Schematic representation of the electrochemical configuration and the reversible binding of cupric ions on the chitosan/PAA nanopipette.

Figure 2

Monitoring of the functionalization of a nanopipette with chitosan/PAA. Solutions: pH 7 (0.1M KCl, 10mM Tris HCl), pH 3 (0.1M KCl, 10mM phosphate/citrate). Nanopipette filled with 0.1M KCl, 10mM Tris HCl (pH 7).

Figure 3

Variation of the rectification coefficient vs. numbers of chitosan/PAA layers deposited at pH 3 and 7. Solution: 0.1M KCl, 10mM phosphate/citrate buffered to the desired pH. Nanopipette filled with 0.1M KCl, 10mM Tris HCl (pH 7).

Figure 4

pH response of a bare nanopipette (black squares) and chitosan/PAA nanopipette (red triangles). Measurements were carried out in a 0.1M KCl solution, buffered with 10 mM phosphate/citrate to the desired pH. Error bars were calculated from at least four different pH measurements with the same nanopipette. Nanopipette filled with 0.1M KCl, 10mM Tris HCl (pH 7).

Figure 5

Variation of the rectification coefficient after recycling of the nanopipette. Cu²⁺ concentration: 100 μM (pH =7). The sensor was regenerated by immersing the sensor into a pH=3 solution for 1 minute. Nanopipette filled with 0.1M KCl, 10mM Tris HCl (pH 7).

Figure 6

Response of the chitosan/PAA nanopipette to various concentration of Cu²⁺ in 0.1 M KCl, 10mM Tris HCl, pH=7. The inset shows the linear fit (R: 0.997).

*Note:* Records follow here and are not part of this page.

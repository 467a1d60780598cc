//! Savings goal CLI commands

use clap::Subcommand;

use super::{parse_money_arg, parse_optional_date, today};
use crate::config::Settings;
use crate::display::budget::format_goal_list;
use crate::error::SpendwiseResult;
use crate::models::Money;
use crate::services::{CreateGoalInput, GoalService};
use crate::storage::Storage;

/// Goal subcommands
#[derive(Subcommand)]
pub enum GoalCommands {
    /// Create a savings goal
    Create {
        /// Goal name
        name: String,
        /// Target amount
        target: String,
        /// Target date (YYYY-MM-DD)
        #[arg(short, long)]
        date: Option<String>,
        /// Amount already saved
        #[arg(short, long)]
        saved: Option<String>,
        /// Currency code (defaults to the base currency)
        #[arg(short, long)]
        currency: Option<String>,
    },
    /// List goals
    List {
        /// Include completed goals
        #[arg(short, long)]
        all: bool,
    },
    /// Add money to a goal (negative to withdraw)
    Contribute {
        /// Goal name or ID
        goal: String,
        #[arg(allow_hyphen_values = true)]
        amount: String,
    },
    /// Set the amount saved so far
    Set {
        /// Goal name or ID
        goal: String,
        amount: String,
    },
    /// Delete a goal
    Delete {
        /// Goal name or ID
        goal: String,
    },
}

/// Handle a goal command
pub fn handle_goal_command(
    storage: &Storage,
    settings: &Settings,
    cmd: GoalCommands,
) -> SpendwiseResult<()> {
    let service = GoalService::new(storage);

    match cmd {
        GoalCommands::Create {
            name,
            target,
            date,
            saved,
            currency,
        } => {
            let goal = service.create(CreateGoalInput {
                name,
                target_amount: parse_money_arg(&target)?,
                currency: currency.unwrap_or_else(|| settings.base_currency.clone()),
                target_date: parse_optional_date(date)?,
                starting_amount: saved
                    .as_deref()
                    .map(parse_money_arg)
                    .transpose()?
                    .unwrap_or_else(Money::zero),
            })?;
            println!(
                "Created goal '{}': {} of {}",
                goal.name,
                goal.current_amount,
                goal.target_amount.format_with_code(&goal.currency)
            );
        }

        GoalCommands::List { all } => {
            println!("{}", format_goal_list(&service.list(all)?, today()));
        }

        GoalCommands::Contribute { goal, amount } => {
            let found = service.require(&goal)?;
            let updated = service.contribute(found.id, parse_money_arg(&amount)?)?;
            println!(
                "'{}' is at {} of {} ({:.0}%)",
                updated.name,
                updated.current_amount,
                updated.target_amount.format_with_code(&updated.currency),
                updated.progress_percent()
            );
            if updated.is_complete() {
                println!("Goal reached!");
            }
        }

        GoalCommands::Set { goal, amount } => {
            let found = service.require(&goal)?;
            let updated = service.set_current(found.id, parse_money_arg(&amount)?)?;
            println!(
                "'{}' is at {} of {}",
                updated.name,
                updated.current_amount,
                updated.target_amount.format_with_code(&updated.currency)
            );
        }

        GoalCommands::Delete { goal } => {
            let found = service.require(&goal)?;
            let deleted = service.delete(found.id)?;
            println!("Deleted goal: {}", deleted.name);
        }
    }

    Ok(())
}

The ratio I_s/I_b was calculated from the negative peaks of a sinusoidal waveform of 500 mV amplitude and 5 Hz frequency.

Figure 7

Role of the waveform on the Cu²⁺ detection by a chitosan/PAA functionalized nanopipette. a) Cartoon depicting the role of electrophoresis on the interaction of cupric ions with a nanopipette b) Output current, the arrow indicates the addition of Cu²⁺ ions (final concentration in solution 150 μM). No change is detected while applying a positive voltage, while an immediate response occurred upon switching to a negative potential which caused a variation on the following positive step.